Saved entries:
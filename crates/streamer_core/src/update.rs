use std::path::Path;

use crate::{
    is_informational, Event, Msg, ProgressSignal, SequencePosition, TrackBoard, TrackStatus,
    TrackUpdate,
};

/// Pure update function: applies a message to the board and returns the events
/// it produces, in emission order.
pub fn update(mut board: TrackBoard, msg: Msg) -> (TrackBoard, Vec<Event>) {
    let events = match msg {
        Msg::Output(ProgressSignal::ItemStarted { position, .. }) => {
            if board.transition(position, TrackStatus::Downloading) {
                status_update(&board, position, None).into_iter().collect()
            } else {
                Vec::new()
            }
        }
        Msg::Output(ProgressSignal::DownloadProgress { percent }) => {
            apply_progress(&mut board, percent)
        }
        Msg::Output(ProgressSignal::ExtractionComplete { filename }) => {
            apply_extracted(&mut board, filename)
        }
        Msg::Output(ProgressSignal::ErrorLine { raw }) => match board.active() {
            Some(position) => {
                // Best effort: the failure is pinned on whichever track is
                // currently downloading, which may not be the one that failed.
                board.transition(position, TrackStatus::Failed);
                let mut events: Vec<Event> =
                    status_update(&board, position, None).into_iter().collect();
                events.push(Event::error(raw));
                events
            }
            None => vec![Event::error(raw)],
        },
        Msg::Output(ProgressSignal::Unclassified { raw }) => {
            if is_informational(&raw) {
                vec![Event::status(raw)]
            } else {
                Vec::new()
            }
        }
        Msg::OutputEnded => reconcile(&mut board),
    };

    (board, events)
}

/// Leading digits of a path's file name, e.g. `003` in `/dl/003-Song.mp3`.
pub fn sequence_prefix(filename: &str) -> Option<SequencePosition> {
    let name = Path::new(filename)
        .file_name()
        .and_then(|name| name.to_str())
        .unwrap_or(filename);
    let digits: String = name.chars().take_while(char::is_ascii_digit).collect();
    digits.parse().ok()
}

fn apply_progress(board: &mut TrackBoard, percent: Option<f64>) -> Vec<Event> {
    let mut events = Vec::new();
    let position = match board.active() {
        Some(position) => position,
        None => match board.first_queued() {
            Some(position) => {
                board.transition(position, TrackStatus::Downloading);
                events.extend(status_update(board, position, percent));
                if let Some(percent) = percent {
                    board.record_percent(position, whole_percent(percent));
                }
                return events;
            }
            None => return events,
        },
    };

    if let Some(percent) = percent {
        if board.record_percent(position, whole_percent(percent)) {
            events.extend(status_update(board, position, Some(percent)));
        }
    }
    events
}

fn apply_extracted(board: &mut TrackBoard, filename: String) -> Vec<Event> {
    let total = board.total();
    let position = match sequence_prefix(&filename) {
        Some(position) if position >= 1 && (position as usize) <= total => position,
        Some(position) => {
            return vec![Event::error(format!(
                "Finished file {filename} has sequence position {position}, outside 1..={total}"
            ))];
        }
        None => {
            return vec![Event::error(format!(
                "Finished file {filename} has no sequence position prefix"
            ))];
        }
    };

    if !board.transition(position, TrackStatus::Completed) {
        // Already terminal; duplicate or late completion lines are no-ops.
        return Vec::new();
    }

    let counts = board.counts();
    let Some(track) = board.get(position) else {
        return Vec::new();
    };
    let mut update = TrackUpdate::of(track, counts);
    update.filename = Some(filename);
    vec![Event::SongComplete(update), Event::OverallProgress(counts)]
}

fn reconcile(board: &mut TrackBoard) -> Vec<Event> {
    let open = board.open_positions();
    let mut events = Vec::with_capacity(open.len() + 2);
    for &position in &open {
        board.transition(position, TrackStatus::Failed);
        events.extend(status_update(board, position, None));
    }
    if !open.is_empty() {
        events.push(Event::error(format!(
            "{} of {} tracks did not finish downloading",
            open.len(),
            board.total()
        )));
    }
    events.push(Event::OverallProgress(board.counts()));
    events
}

fn status_update(
    board: &TrackBoard,
    position: SequencePosition,
    percent: Option<f64>,
) -> Option<Event> {
    let mut update = TrackUpdate::of(board.get(position)?, board.counts());
    update.percent = percent;
    Some(Event::SongStatusUpdate(update))
}

fn whole_percent(percent: f64) -> u8 {
    percent.clamp(0.0, 100.0).floor() as u8
}
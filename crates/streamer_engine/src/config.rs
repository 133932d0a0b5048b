use std::path::PathBuf;
use std::time::Duration;

/// How to launch an external tool: a program plus arguments placed before the
/// job-specific ones. `program: None` means "look it up on PATH".
#[derive(Debug, Clone, Default, PartialEq, Eq)]
pub struct ToolCommand {
    pub program: Option<PathBuf>,
    pub leading_args: Vec<String>,
}

impl ToolCommand {
    pub fn at(program: impl Into<PathBuf>) -> Self {
        Self {
            program: Some(program.into()),
            leading_args: Vec::new(),
        }
    }

    pub fn with_args(mut self, args: impl IntoIterator<Item = impl Into<String>>) -> Self {
        self.leading_args = args.into_iter().map(Into::into).collect();
        self
    }
}

#[derive(Debug, Clone)]
pub struct EngineConfig {
    /// The media extractor (`yt-dlp`), used for both enumeration and download.
    pub extractor: ToolCommand,
    /// Post-processor needed for audio extraction; missing is only a warning.
    pub ffmpeg: ToolCommand,
    pub max_tracks: usize,
    pub fetch_socket_timeout: Duration,
    pub fetch_timeout: Duration,
    pub audio_format: String,
    pub audio_quality: String,
    pub download_socket_timeout: Duration,
    pub retries: u32,
    pub heartbeat_interval: Duration,
    pub download_timeout: Duration,
    /// `None` disables the inactivity check.
    pub activity_timeout: Option<Duration>,
    /// Time between the graceful termination signal and the forced kill.
    pub kill_grace: Duration,
    /// How long to wait for the extractor to exit once its output has ended.
    pub exit_wait: Duration,
}

impl Default for EngineConfig {
    fn default() -> Self {
        Self {
            extractor: ToolCommand::default(),
            ffmpeg: ToolCommand::default(),
            max_tracks: 40,
            fetch_socket_timeout: Duration::from_secs(30),
            fetch_timeout: Duration::from_secs(120),
            audio_format: "mp3".to_string(),
            audio_quality: "0".to_string(),
            download_socket_timeout: Duration::from_secs(30),
            retries: 3,
            heartbeat_interval: Duration::from_secs(15),
            download_timeout: Duration::from_secs(60 * 60),
            activity_timeout: Some(Duration::from_secs(300)),
            kill_grace: Duration::from_millis(500),
            exit_wait: Duration::from_secs(3),
        }
    }
}
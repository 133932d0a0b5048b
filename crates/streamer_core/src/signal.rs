use std::sync::LazyLock;

use regex::Regex;

use crate::SequencePosition;

/// What a single line of extraction output means for the job.
#[derive(Debug, Clone, PartialEq)]
pub enum ProgressSignal {
    /// `[download] Downloading item N of M`: the extractor moved on to item N.
    ItemStarted {
        position: SequencePosition,
        total: Option<u32>,
    },
    DownloadProgress { percent: Option<f64> },
    ExtractionComplete { filename: String },
    ErrorLine { raw: String },
    Unclassified { raw: String },
}

static ITEM_STARTED: LazyLock<Regex> = LazyLock::new(|| {
    Regex::new(r"^\[download\]\s+Downloading (?:item|video) (\d+) of (\d+)").expect("valid regex")
});
static PERCENT: LazyLock<Regex> =
    LazyLock::new(|| Regex::new(r"(\d{1,3}(?:\.\d+)?)%").expect("valid regex"));
static DESTINATION: LazyLock<Regex> =
    LazyLock::new(|| Regex::new(r"Destination:\s*(.+)$").expect("valid regex"));
static ALREADY_CONVERTED: LazyLock<Regex> = LazyLock::new(|| {
    Regex::new(r"Not converting audio (.+?); file is already in target format")
        .expect("valid regex")
});

const DOWNLOAD_MARKER: &str = "[download]";
const EXTRACT_MARKER: &str = "[ExtractAudio]";
const ERROR_MARKER: &str = "ERROR:";
const INFORMATIONAL_MARKERS: &[&str] = &["[ffmpeg]", "Destination:", "Deleting original file"];

/// Line classifier bound to the target audio extension (e.g. `mp3`).
#[derive(Debug, Clone, PartialEq, Eq)]
pub struct LineClassifier {
    extension: String,
}

impl LineClassifier {
    pub fn new(audio_format: &str) -> Self {
        let extension = format!(".{}", audio_format.trim_start_matches('.').to_ascii_lowercase());
        Self { extension }
    }

    pub fn classify(&self, line: &str) -> ProgressSignal {
        if line.contains(DOWNLOAD_MARKER) {
            if let Some(caps) = ITEM_STARTED.captures(line.trim_start()) {
                if let Ok(position) = caps[1].parse() {
                    return ProgressSignal::ItemStarted {
                        position,
                        total: caps[2].parse().ok(),
                    };
                }
            }
            // Titles may contain '%', so destination lines are never progress.
            if line.contains('%') && !line.contains("Destination:") {
                let percent = PERCENT
                    .captures(line)
                    .and_then(|caps| caps[1].parse::<f64>().ok());
                return ProgressSignal::DownloadProgress { percent };
            }
        }

        if line.contains(EXTRACT_MARKER) {
            if let Some(filename) = self.extracted_path(line) {
                return ProgressSignal::ExtractionComplete { filename };
            }
        }

        if line.to_ascii_uppercase().contains(ERROR_MARKER) {
            return ProgressSignal::ErrorLine {
                raw: line.to_string(),
            };
        }

        ProgressSignal::Unclassified {
            raw: line.to_string(),
        }
    }

    fn extracted_path(&self, line: &str) -> Option<String> {
        let caps = DESTINATION
            .captures(line)
            .or_else(|| ALREADY_CONVERTED.captures(line))?;
        let path = caps[1].trim();
        path.to_ascii_lowercase()
            .ends_with(&self.extension)
            .then(|| path.to_string())
    }
}

/// Classifies a line against the default `mp3` target.
pub fn classify_line(line: &str) -> ProgressSignal {
    static DEFAULT: LazyLock<LineClassifier> = LazyLock::new(|| LineClassifier::new("mp3"));
    DEFAULT.classify(line)
}

/// Unclassified lines worth forwarding to the client as status text.
pub fn is_informational(raw: &str) -> bool {
    INFORMATIONAL_MARKERS.iter().any(|marker| raw.contains(marker))
}

#[cfg(test)]
mod tests {
    use super::*;

    #[test]
    fn extension_is_normalized() {
        assert_eq!(LineClassifier::new(".MP3"), LineClassifier::new("mp3"));
    }

    #[test]
    fn destination_with_other_extension_is_not_completion() {
        let classifier = LineClassifier::new("mp3");
        assert_eq!(
            classifier.extracted_path("[ExtractAudio] Destination: /tmp/001-a.m4a"),
            None
        );
        assert_eq!(
            classifier.extracted_path("[ExtractAudio] Destination: /tmp/001-a.MP3 "),
            Some("/tmp/001-a.MP3".to_string())
        );
    }
}
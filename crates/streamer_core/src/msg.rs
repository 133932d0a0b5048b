#[derive(Debug, Clone, PartialEq)]
pub enum Msg {
    /// One classified line of extraction output.
    Output(crate::ProgressSignal),
    /// The extraction process is gone; every open track must become terminal.
    OutputEnded,
}
impl GameMatch {
    pub fn new(rules: MatchRules, seed: u64) -> (Self, MatchHandle) {
        let (input_tx, input_rx) = mpsc::channel(256);
        let (outbound_tx, _) = broadcast::channel(256);
        let state = MatchState::new(rules, seed);
        let status = Arc::new(RwLock::new(state.status()));

        let handle = MatchHandle {
            input_tx,
            outbound_tx: outbound_tx.clone(),
            status: status.clone(),
        };

        let game_match = Self {
            state,
            input_rx,
            outbound_tx,
            status,
        };

        (game_match, handle)
    }

    /// Process inputs and timers one at a time until every sender is gone
    pub async fn run(self) -> usize {
        self.run_until(std::future::pending()).await
    }

    /// Like `run`, but also stops when `shutdown` resolves. Returns how many
    /// timers were still pending.
    pub async fn run_until<F>(mut self, shutdown: F) -> usize
    where
        F: Future<Output = ()>,
    {
        tokio::pin!(shutdown);

        info!(
            min_players = self.state.rules.min_players,
            duration = self.state.rules.match_duration_secs,
            "Match relay running"
        );

        loop {
            let deadline = self.state.next_deadline();

            tokio::select! {
                input = self.input_rx.recv() => {
                    let Some(input) = input else { break };
                    self.process_input(input);
                }
                _ = wait_until(deadline) => {
                    let out = self.state.fire_due(Instant::now());
                    self.dispatch(out);
                }
                _ = &mut shutdown => break,
            }

            *self.status.write() = self.state.status();
        }

        let cancelled = self.state.shutdown();
        info!(cancelled_timers = cancelled, "Match relay stopped");
        cancelled
    }

    fn process_input(&mut self, input: PlayerInput) {
        let conn_id = input.conn_id;
        let queued_ms = unix_millis().saturating_sub(input.received_at);
        if queued_ms > INPUT_LAG_WARN_MS {
            warn!(conn_id = %conn_id, queued_ms, "Input waited long in the relay queue");
        }
        match self.state.handle_input(input, Instant::now()) {
            Ok(out) => self.dispatch(out),
            Err(rejection) => {
                debug!(conn_id = %conn_id, reason = %rejection, "Dropped client action");
            }
        }
    }

    fn dispatch(&self, out: Vec<Outbound>) {
        for msg in out {
            // No subscribers just means nobody is connected
            let _ = self.outbound_tx.send(msg);
        }
    }
}

async fn wait_until(deadline: Option<Instant>) {
    match deadline {
        Some(at) => time::sleep_until(at).await,
        None => std::future::pending::<()>().await,
    }
}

● What to produce: Lines above with the string "relay" need to be found and copied.

● Expected output:
            "Match relay running"
        info!(cancelled_timers = cancelled, "Match relay stopped");
            warn!(conn_id = %conn_id, queued_ms, "Input waited long in the relay queue");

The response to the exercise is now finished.